Lets look at a guy by the name of Pearl Washington. WE all know Pearl was an outstanding High School and College player. Problem is he has done everything right and still he has not been given the opportunities others have received despite not having anything close to the legacy he has at both Boys HS and Syracuse University. he went to Syracuse University and helped them alot more than they have helped him. No he is not down and out. But after all he did for the Coach there you would think he would get a position for life! I even heard he asked numerous times for a position working on the Syracuse staff. From what I hear the coach told him he would be hired the next time there was an opening. Well they have had many and he has yet to be hired. He is doing well working at Carnarsie HS in Brooklyn NY. If you ever had an opportunity to talk to Pearl Washington you would walk away very impressed. Guy is smart, engaging, and a great role model with all kids.

I now come full circle on what I am trying to get across. The summer leagues are full of playground legends. Most attended college and were looked at as stars. It is interesting how folks in the inner city embrace these playground legends as if they were Michael Jordan or Patrick Ewing. I even remember walking into a park years ago in NYC for an ESPN special game with NBA players only. Dick Vitale was doing the color and it was going to be great. They must have turned away 2000 people who were trying to get in. Oddly the loudest cheer was not for the NBA guys, it was for a playground legend who was a star in the Entertainers league when he was not at work at the super market. This player was just walking in to watch the game! Not knocking the playground legend, just showing how some folks think. The tri-state area is full of these legends. Summer league stars who have great basketball ability but not quite good enough for the NBA. Oddly, most never received degrees despite attending D1 colleges. If we did a study I am sure 95% of these kids attended college far away from home and yes they were stars in HS and even in college.

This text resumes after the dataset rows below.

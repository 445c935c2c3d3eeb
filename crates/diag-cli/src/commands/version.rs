//! Version command implementation

use anyhow::Result;

use crate::output::{print_error, print_success};
use diag_core::config::DiagConfig;
use diag_probe::butler_version;

use super::layout_for;

/// Print the version of the butler executable the probe would launch
pub async fn version_command(config: &DiagConfig) -> Result<bool> {
    let executable = layout_for(config)?.butler_executable()?;

    match butler_version(&executable, config.probe.version_timeout).await {
        Ok(version) => {
            print_success(&format!("{}: {}", executable.display(), version));
            Ok(true)
        }
        Err(e) => {
            print_error(&format!("{}: {}", executable.display(), e));
            Ok(false)
        }
    }
}
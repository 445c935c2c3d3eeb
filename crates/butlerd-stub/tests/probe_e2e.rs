//! End-to-end probe runs against the stub daemon binary

use std::path::PathBuf;
use std::sync::Arc;
use std::time::Duration;

use tempfile::TempDir;
use tokio_util::sync::CancellationToken;

use diag_core::config::ProbeConfig;
use diag_core::process::{is_process_alive, read_pid_file};
use diag_core::{Level, MemorySink};
use diag_probe::{
    butler_version, DaemonCommand, FailureCategory, Probe, ProbeError, ProbePhase,
    ProbeState, TransportError,
};
use diag_protocol::{HandshakeError, TransportKind};

const STUB: &str = env!("CARGO_BIN_EXE_butlerd-stub");

struct Fixture {
    dir: TempDir,
    sink: Arc<MemorySink>,
}

impl Fixture {
    fn new() -> Self {
        let dir = TempDir::new().unwrap();
        std::fs::write(dir.path().join("butler.db"), b"").unwrap();
        Self {
            dir,
            sink: Arc::new(MemorySink::new()),
        }
    }

    fn database(&self) -> PathBuf {
        self.dir.path().join("butler.db")
    }

    fn pid_file(&self) -> PathBuf {
        self.dir.path().join("stub.pid")
    }

    fn probe(&self, mode: &str, transport: Option<TransportKind>, config: ProbeConfig) -> Probe {
        let command = DaemonCommand::butlerd(STUB, &self.database(), transport)
            .env("STUB_MODE", mode)
            .env("STUB_SECRET", "stub-secret")
            .env("STUB_PROFILES", "Ada,Grace")
            .env("STUB_PID_FILE", self.pid_file())
            .env("RUST_LOG", "warn");
        Probe::new(command, self.database(), config, self.sink.clone())
    }

    fn assert_stub_gone(&self) {
        let pid = read_pid_file(&self.pid_file())
            .unwrap()
            .expect("stub wrote no pid");
        assert!(!is_process_alive(pid), "stub {} still running", pid);
    }
}

fn config() -> ProbeConfig {
    ProbeConfig {
        handshake_timeout: Duration::from_secs(10),
        connect_timeout: Duration::from_secs(2),
        call_timeout: Duration::from_secs(2),
        shutdown_grace: Duration::from_secs(2),
        ..ProbeConfig::default()
    }
}

#[tokio::test]
async fn test_tcp_probe_lists_profiles() {
    let fx = Fixture::new();
    let mut probe = fx.probe("normal", Some(TransportKind::Tcp), config());

    let report = probe.run(&CancellationToken::new()).await.unwrap();

    assert_eq!(report.transport, TransportKind::Tcp);
    let names: Vec<_> = report.profiles.iter().map(|p| p.label()).collect();
    assert_eq!(names, ["Ada", "Grace"]);
    assert_eq!(probe.state(), ProbeState::Succeeded);
    assert!(fx
        .sink
        .messages_at(Level::Info)
        .iter()
        .any(|m| m == &format!("[butler] using database {}", fx.database().display())));
    fx.assert_stub_gone();
}

#[tokio::test]
async fn test_http_probe_lists_profiles() {
    let fx = Fixture::new();
    let mut probe = fx.probe("normal", Some(TransportKind::Http), config());

    let report = probe.run(&CancellationToken::new()).await.unwrap();

    assert_eq!(report.transport, TransportKind::Http);
    assert_eq!(report.profiles.len(), 2);
    fx.assert_stub_gone();
}

#[tokio::test]
async fn test_probe_follows_announced_transport() {
    let fx = Fixture::new();
    let command = DaemonCommand::butlerd(STUB, &fx.database(), None)
        .env("STUB_TRANSPORT", "http")
        .env("STUB_PROFILES", "");
    let mut probe = Probe::new(command, fx.database(), config(), fx.sink.clone());

    let report = probe.run(&CancellationToken::new()).await.unwrap();

    assert_eq!(report.transport, TransportKind::Http);
    assert!(report.profiles.is_empty());
}

#[tokio::test]
async fn test_silent_daemon_times_out_and_is_killed() {
    let fx = Fixture::new();
    let mut probe = fx.probe(
        "silent",
        None,
        ProbeConfig {
            handshake_timeout: Duration::from_millis(500),
            ..config()
        },
    );

    let failure = probe.run(&CancellationToken::new()).await.unwrap_err();

    assert_eq!(failure.phase, ProbePhase::AwaitingHandshake);
    assert!(matches!(failure.error, ProbeError::Timeout(_)));
    assert_eq!(failure.category(), FailureCategory::NeverAnnounced);
    fx.assert_stub_gone();
}

#[tokio::test]
async fn test_exiting_daemon_is_reported() {
    let fx = Fixture::new();
    let mut probe = fx.probe("exit", None, config());

    let failure = probe.run(&CancellationToken::new()).await.unwrap_err();

    assert!(matches!(failure.error, ProbeError::DaemonExited(_)));
    assert!(fx
        .sink
        .entries()
        .iter()
        .any(|(_, m)| m.contains("could not open database")));
}

#[tokio::test]
async fn test_missing_secret_is_a_detection_failure() {
    let fx = Fixture::new();
    let mut probe = fx.probe("no-secret", None, config());

    let failure = probe.run(&CancellationToken::new()).await.unwrap_err();

    assert!(matches!(
        failure.error,
        ProbeError::Detection(HandshakeError::MissingSecret)
    ));
    fx.assert_stub_gone();
}

#[tokio::test]
async fn test_application_error_over_tcp() {
    let fx = Fixture::new();
    let mut probe = fx.probe("app-error", Some(TransportKind::Tcp), config());

    let failure = probe.run(&CancellationToken::new()).await.unwrap_err();

    assert_eq!(failure.phase, ProbePhase::Verifying);
    match &failure.error {
        ProbeError::Application(e) => assert_eq!(e.message, "database is locked"),
        other => panic!("unexpected {:?}", other),
    }
    assert_eq!(failure.category(), FailureCategory::ApplicationError);
}

#[tokio::test]
async fn test_garbage_over_http_is_an_invalid_reply() {
    let fx = Fixture::new();
    let mut probe = fx.probe("garbage", Some(TransportKind::Http), config());

    let failure = probe.run(&CancellationToken::new()).await.unwrap_err();

    assert_eq!(failure.category(), FailureCategory::InvalidReply);
}

#[tokio::test]
async fn test_server_error_over_http() {
    let fx = Fixture::new();
    let mut probe = fx.probe("server-error", Some(TransportKind::Http), config());

    let failure = probe.run(&CancellationToken::new()).await.unwrap_err();

    assert!(matches!(
        failure.error,
        ProbeError::Transport(TransportError::Status { status: 500, .. })
    ));
}

#[tokio::test]
async fn test_slow_reply_hits_call_deadline() {
    let fx = Fixture::new();
    let mut probe = fx.probe(
        "slow",
        Some(TransportKind::Tcp),
        ProbeConfig {
            call_timeout: Duration::from_millis(300),
            ..config()
        },
    );

    let failure = probe.run(&CancellationToken::new()).await.unwrap_err();

    assert!(matches!(
        failure.error,
        ProbeError::Transport(TransportError::Timeout { .. })
    ));
    fx.assert_stub_gone();
}

#[tokio::test]
async fn test_cancel_while_verifying_kills_the_stub() {
    let fx = Fixture::new();
    let mut probe = fx.probe(
        "slow",
        Some(TransportKind::Http),
        ProbeConfig {
            call_timeout: Duration::from_secs(30),
            ..config()
        },
    );
    let cancel = CancellationToken::new();
    let trigger = cancel.clone();
    tokio::spawn(async move {
        tokio::time::sleep(Duration::from_millis(700)).await;
        trigger.cancel();
    });

    let failure = probe.run(&cancel).await.unwrap_err();

    assert!(matches!(failure.error, ProbeError::Cancelled));
    fx.assert_stub_gone();
}

#[tokio::test]
async fn test_stub_version() {
    let version = butler_version(std::path::Path::new(STUB), Duration::from_secs(5))
        .await
        .unwrap();
    assert!(version.starts_with("v15.21.0-stub"));
}

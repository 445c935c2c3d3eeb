//! Handshake notification printed by `butler --json daemon`
//!
//! With `--json`, every line butler writes to stdout is a JSON object with a
//! `type` field. Exactly one of them, `butlerd/listen-notification`, tells the
//! client where the daemon listens and which secret it expects:
//!
//! ```text
//! {"type":"butlerd/listen-notification","secret":"...","tcp":{"address":"127.0.0.1:9999"}}
//! {"type":"butlerd/listen-notification","secret":"...","http":{"address":"127.0.0.1:9999"}}
//! ```
//!
//! Anything that is not a JSON object with a string `type` is noise and must
//! be tolerated.

use serde::{Deserialize, Serialize};
use std::fmt;
use std::str::FromStr;
use thiserror::Error;

use crate::secret::Secret;

/// `type` value of the listen notification
pub const LISTEN_NOTIFICATION: &str = "butlerd/listen-notification";

/// `type` value of butler's structured log lines
pub const LOG_LINE: &str = "log";

/// Transport the daemon announced in its listen notification
#[derive(Debug, Clone, Copy, PartialEq, Eq, Hash, Serialize, Deserialize)]
#[serde(rename_all = "lowercase")]
pub enum TransportKind {
    /// Newline-delimited JSON-RPC over a persistent TCP connection
    Tcp,
    /// One HTTP POST per call
    Http,
}

impl fmt::Display for TransportKind {
    fn fmt(&self, f: &mut fmt::Formatter<'_>) -> fmt::Result {
        match self {
            TransportKind::Tcp => write!(f, "tcp"),
            TransportKind::Http => write!(f, "http"),
        }
    }
}

impl FromStr for TransportKind {
    type Err = String;

    fn from_str(s: &str) -> Result<Self, Self::Err> {
        match s.to_ascii_lowercase().as_str() {
            "tcp" => Ok(TransportKind::Tcp),
            "http" => Ok(TransportKind::Http),
            other => Err(format!("unknown transport '{}' (expected tcp or http)", other)),
        }
    }
}

/// Connection parameters extracted from a listen notification
#[derive(Debug, Clone, PartialEq, Eq)]
pub struct HandshakeMessage {
    /// Which transport the address belongs to
    pub transport: TransportKind,
    /// `host:port` the daemon listens on
    pub address: String,
    /// Secret that must accompany every call
    pub secret: Secret,
}

/// A listen notification that was recognised but could not be used
#[derive(Error, Debug, Clone, PartialEq, Eq)]
pub enum HandshakeError {
    /// No `secret` field, or an empty one
    #[error("listen notification has no secret")]
    MissingSecret,

    /// Neither a `tcp` nor an `http` sub-object with a non-empty `address`
    #[error("listen notification has no tcp or http address")]
    MissingAddress,

    /// Fields present but of the wrong shape
    #[error("malformed listen notification: {0}")]
    Malformed(String),
}

/// A classified line of daemon output
#[derive(Debug, Clone, PartialEq, Eq)]
pub enum DaemonLine {
    /// The daemon announced its address and secret
    Listen(HandshakeMessage),
    /// A structured log entry
    Log { level: String, message: String },
    /// Some other structured message, identified by its `type`
    Other(String),
}

#[derive(Deserialize)]
struct TypedLine {
    #[serde(rename = "type")]
    kind: String,
}

#[derive(Deserialize)]
struct ListenNotificationWire {
    #[serde(default)]
    secret: Option<String>,
    #[serde(default)]
    tcp: Option<AddressWire>,
    #[serde(default)]
    http: Option<AddressWire>,
}

#[derive(Deserialize)]
struct AddressWire {
    #[serde(default)]
    address: Option<String>,
}

#[derive(Deserialize)]
struct LogLineWire {
    #[serde(default)]
    level: Option<String>,
    #[serde(default)]
    message: Option<String>,
}

impl AddressWire {
    fn non_empty(self) -> Option<String> {
        self.address.filter(|a| !a.trim().is_empty())
    }
}

impl TryFrom<ListenNotificationWire> for HandshakeMessage {
    type Error = HandshakeError;

    fn try_from(wire: ListenNotificationWire) -> Result<Self, Self::Error> {
        let secret = wire
            .secret
            .filter(|s| !s.is_empty())
            .ok_or(HandshakeError::MissingSecret)?;

        // tcp wins when a daemon announces both
        let (transport, address) = match (
            wire.tcp.and_then(AddressWire::non_empty),
            wire.http.and_then(AddressWire::non_empty),
        ) {
            (Some(address), _) => (TransportKind::Tcp, address),
            (None, Some(address)) => (TransportKind::Http, address),
            (None, None) => return Err(HandshakeError::MissingAddress),
        };

        Ok(HandshakeMessage {
            transport,
            address,
            secret: Secret::new(secret),
        })
    }
}

/// Classify one line of daemon stdout.
///
/// Returns `Ok(None)` for noise (non-JSON, or JSON without a string `type`),
/// and `Err` only for a line that claims to be a listen notification but
/// cannot be used.
pub fn parse_daemon_line(line: &str) -> Result<Option<DaemonLine>, HandshakeError> {
    let line = line.trim();
    if !line.starts_with('{') {
        return Ok(None);
    }

    let typed: TypedLine = match serde_json::from_str(line) {
        Ok(typed) => typed,
        Err(_) => return Ok(None),
    };

    match typed.kind.as_str() {
        LISTEN_NOTIFICATION => {
            let wire: ListenNotificationWire = serde_json::from_str(line)
                .map_err(|e| HandshakeError::Malformed(e.to_string()))?;
            HandshakeMessage::try_from(wire).map(|msg| Some(DaemonLine::Listen(msg)))
        }
        LOG_LINE => match serde_json::from_str::<LogLineWire>(line) {
            Ok(LogLineWire {
                level,
                message: Some(message),
            }) => Ok(Some(DaemonLine::Log {
                level: level.unwrap_or_else(|| "info".to_string()),
                message,
            })),
            _ => Ok(Some(DaemonLine::Other(typed.kind))),
        },
        _ => Ok(Some(DaemonLine::Other(typed.kind))),
    }
}
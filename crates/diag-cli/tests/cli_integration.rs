//! CLI integration tests
//!
//! Tests the itch-diag CLI using assert_cmd.

use std::path::Path;

use assert_cmd::Command;
use predicates::prelude::*;
use tempfile::TempDir;

fn itch_diag() -> Command {
    Command::cargo_bin("itch-diag")
        .expect("Failed to locate itch-diag binary - ensure it's built before running tests")
}

/// Command isolated from the user's real config and itch folders
fn isolated(home: &Path) -> Command {
    let mut cmd = itch_diag();
    cmd.env("XDG_CONFIG_HOME", home)
        .env("HOME", home)
        .env_remove("RUST_LOG");
    cmd
}

#[test]
fn test_cli_help() {
    itch_diag()
        .arg("--help")
        .assert()
        .success()
        .stdout(predicate::str::contains("itch-diag"))
        .stdout(predicate::str::contains("butler"));
}

#[test]
fn test_cli_version() {
    itch_diag()
        .arg("--version")
        .assert()
        .success()
        .stdout(predicate::str::contains("itch-diag"));
}

#[test]
fn test_cli_probe_help() {
    itch_diag()
        .args(["probe", "--help"])
        .assert()
        .success()
        .stdout(predicate::str::contains("--transport"))
        .stdout(predicate::str::contains("--timeout"));
}

#[test]
fn test_cli_config_help() {
    itch_diag()
        .args(["config", "--help"])
        .assert()
        .success()
        .stdout(predicate::str::contains("init"));
}

#[test]
fn test_cli_invalid_command() {
    itch_diag()
        .arg("invalid-command-that-does-not-exist")
        .assert()
        .failure();
}

#[test]
fn test_cli_invalid_transport() {
    itch_diag()
        .args(["probe", "--transport", "carrier-pigeon"])
        .assert()
        .failure()
        .stderr(predicate::str::contains("expected tcp or http"));
}

#[test]
fn test_config_path_honours_flag() {
    let dir = TempDir::new().unwrap();
    let path = dir.path().join("custom.toml");

    isolated(dir.path())
        .args(["config", "path", "--config"])
        .arg(&path)
        .assert()
        .success()
        .stdout(predicate::str::contains("custom.toml"));
}

#[test]
fn test_config_init_then_show_and_get() {
    let dir = TempDir::new().unwrap();
    let path = dir.path().join("conf").join("config.toml");

    isolated(dir.path())
        .args(["config", "init", "--config"])
        .arg(&path)
        .assert()
        .success();
    assert!(path.exists());

    isolated(dir.path())
        .args(["config", "show", "--config"])
        .arg(&path)
        .assert()
        .success()
        .stdout(predicate::str::contains("handshake_timeout"));

    isolated(dir.path())
        .args(["config", "get", "probe.handshake_timeout", "--config"])
        .arg(&path)
        .assert()
        .success()
        .stdout(predicate::str::contains("5"));

    // A second init without --force refuses and fails
    isolated(dir.path())
        .args(["config", "init", "--config"])
        .arg(&path)
        .assert()
        .failure()
        .stderr(predicate::str::contains("already exists"));
}

#[test]
fn test_config_get_unknown_key() {
    let dir = TempDir::new().unwrap();

    isolated(dir.path())
        .args(["config", "get", "probe.nope"])
        .assert()
        .failure()
        .stderr(predicate::str::contains("Key not found"));
}

#[test]
fn test_paths_uses_app_data_override() {
    let dir = TempDir::new().unwrap();
    let app_data = dir.path().join("itch-data");

    isolated(dir.path())
        .arg("paths")
        .arg("--app-data")
        .arg(&app_data)
        .assert()
        .success()
        .stdout(predicate::str::contains("itch-data"))
        .stdout(predicate::str::contains("butler.db"))
        .stdout(predicate::str::contains("unresolved"));
}

#[test]
fn test_paths_reads_config_file() {
    let dir = TempDir::new().unwrap();
    let config = dir.path().join("config.toml");
    std::fs::write(
        &config,
        "[paths]\nbutler_executable = \"/opt/custom/butler\"\n",
    )
    .unwrap();

    isolated(dir.path())
        .args(["paths", "--config"])
        .arg(&config)
        .assert()
        .success()
        .stdout(predicate::str::contains("/opt/custom/butler"));
}

#[test]
fn test_missing_explicit_config_fails() {
    let dir = TempDir::new().unwrap();

    isolated(dir.path())
        .args(["paths", "--config"])
        .arg(dir.path().join("absent.toml"))
        .assert()
        .failure()
        .stderr(predicate::str::contains("Failed to load config"));
}

#[test]
fn test_version_with_missing_butler_fails() {
    let dir = TempDir::new().unwrap();

    isolated(dir.path())
        .arg("version")
        .arg("--butler")
        .arg(dir.path().join("no-such-butler"))
        .assert()
        .failure()
        .stderr(predicate::str::contains("no-such-butler"));
}

#[test]
fn test_probe_with_missing_database_never_starts() {
    let dir = TempDir::new().unwrap();

    isolated(dir.path())
        .arg("probe")
        .arg("--butler")
        .arg(dir.path().join("butler"))
        .arg("--db")
        .arg(dir.path().join("missing.db"))
        .assert()
        .failure()
        .stderr(predicate::str::contains("checking preconditions"))
        .stdout(predicate::str::contains("daemon never started"));
}

#[cfg(unix)]
#[test]
fn test_probe_daemon_that_exits_early() {
    let dir = TempDir::new().unwrap();
    let db = dir.path().join("butler.db");
    std::fs::write(&db, b"").unwrap();

    // `true` ignores its arguments and exits straight away
    isolated(dir.path())
        .args(["probe", "--timeout", "5", "--butler", "/bin/true", "--db"])
        .arg(&db)
        .assert()
        .failure()
        .stdout(predicate::str::contains("daemon never announced"));
}

#[test]
fn test_run_on_empty_app_data_reports_failures() {
    let dir = TempDir::new().unwrap();

    isolated(dir.path())
        .arg("--app-data")
        .arg(dir.path().join("itch"))
        .assert()
        .failure()
        .stdout(predicate::str::contains("Inspecting butler install"))
        .stderr(predicate::str::contains("check(s) failed"));
}
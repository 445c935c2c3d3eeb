//! Leveled diagnostic output

use std::sync::Mutex;

use crate::types::Level;

/// Destination for human-readable diagnostic messages.
///
/// The probe and the check harness report through this trait instead of a
/// global logger so a run can be captured, rendered, or asserted on.
pub trait DiagnosticSink: Send + Sync {
    /// Record one message
    fn log(&self, level: Level, message: &str);

    /// Record a debug message
    fn debug(&self, message: &str) {
        self.log(Level::Debug, message);
    }

    /// Record an informational message
    fn info(&self, message: &str) {
        self.log(Level::Info, message);
    }

    /// Record a passed check
    fn success(&self, message: &str) {
        self.log(Level::Success, message);
    }

    /// Record a warning
    fn warn(&self, message: &str) {
        self.log(Level::Warn, message);
    }

    /// Record an error
    fn error(&self, message: &str) {
        self.log(Level::Error, message);
    }
}

/// Sink that forwards every message to `tracing`
#[derive(Debug, Clone, Copy, Default)]
pub struct TracingSink;

impl DiagnosticSink for TracingSink {
    fn log(&self, level: Level, message: &str) {
        match level {
            Level::Debug => tracing::debug!("{}", message),
            Level::Info => tracing::info!("{}", message),
            Level::Success => tracing::info!(success = true, "{}", message),
            Level::Warn => tracing::warn!("{}", message),
            Level::Error => tracing::error!("{}", message),
        }
    }
}

/// Sink that keeps every message in memory
#[derive(Debug, Default)]
pub struct MemorySink {
    entries: Mutex<Vec<(Level, String)>>,
}

impl MemorySink {
    /// Create an empty sink
    pub fn new() -> Self {
        Self::default()
    }

    /// Snapshot of everything recorded so far, in order
    pub fn entries(&self) -> Vec<(Level, String)> {
        self.entries
            .lock()
            .map(|entries| entries.clone())
            .unwrap_or_default()
    }

    /// Messages recorded at `level`
    pub fn messages_at(&self, level: Level) -> Vec<String> {
        self.entries()
            .into_iter()
            .filter(|(l, _)| *l == level)
            .map(|(_, m)| m)
            .collect()
    }

    /// Whether any message contains `needle`
    pub fn contains(&self, needle: &str) -> bool {
        self.entries().iter().any(|(_, m)| m.contains(needle))
    }
}

impl DiagnosticSink for MemorySink {
    fn log(&self, level: Level, message: &str) {
        if let Ok(mut entries) = self.entries.lock() {
            entries.push((level, message.to_string()));
        }
    }
}

#[cfg(test)]
mod tests {
    use super::*;

    #[test]
    fn test_memory_sink_records_in_order() {
        let sink = MemorySink::new();
        sink.debug("one");
        sink.warn("two");
        sink.success("three");

        assert_eq!(
            sink.entries(),
            vec![
                (Level::Debug, "one".to_string()),
                (Level::Warn, "two".to_string()),
                (Level::Success, "three".to_string()),
            ]
        );
        assert_eq!(sink.messages_at(Level::Warn), vec!["two".to_string()]);
        assert!(sink.contains("thr"));
    }

    #[test]
    fn test_sinks_are_object_safe() {
        let sinks: Vec<Box<dyn DiagnosticSink>> = vec![Box::new(TracingSink), Box::new(MemorySink::new())];
        for sink in &sinks {
            sink.info("hello");
        }
    }
}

In closing I again urge all kids being recruited to strongly consider attending a college close to home. If it is not Stanford, ND, Cal, Northwestern, etc., local kids should be looking at schools from New England to DC. I might even throw in North Carolina, and Duke to the mix. But other than that, I think kids are only looking at basketball as opposed to where they will be at 40 years old.

1 comment:

SPK145 said...

Thanks for the kind words.

Some day I'll have to write about all you have done working out kids for nothing more than the enjoyment of it.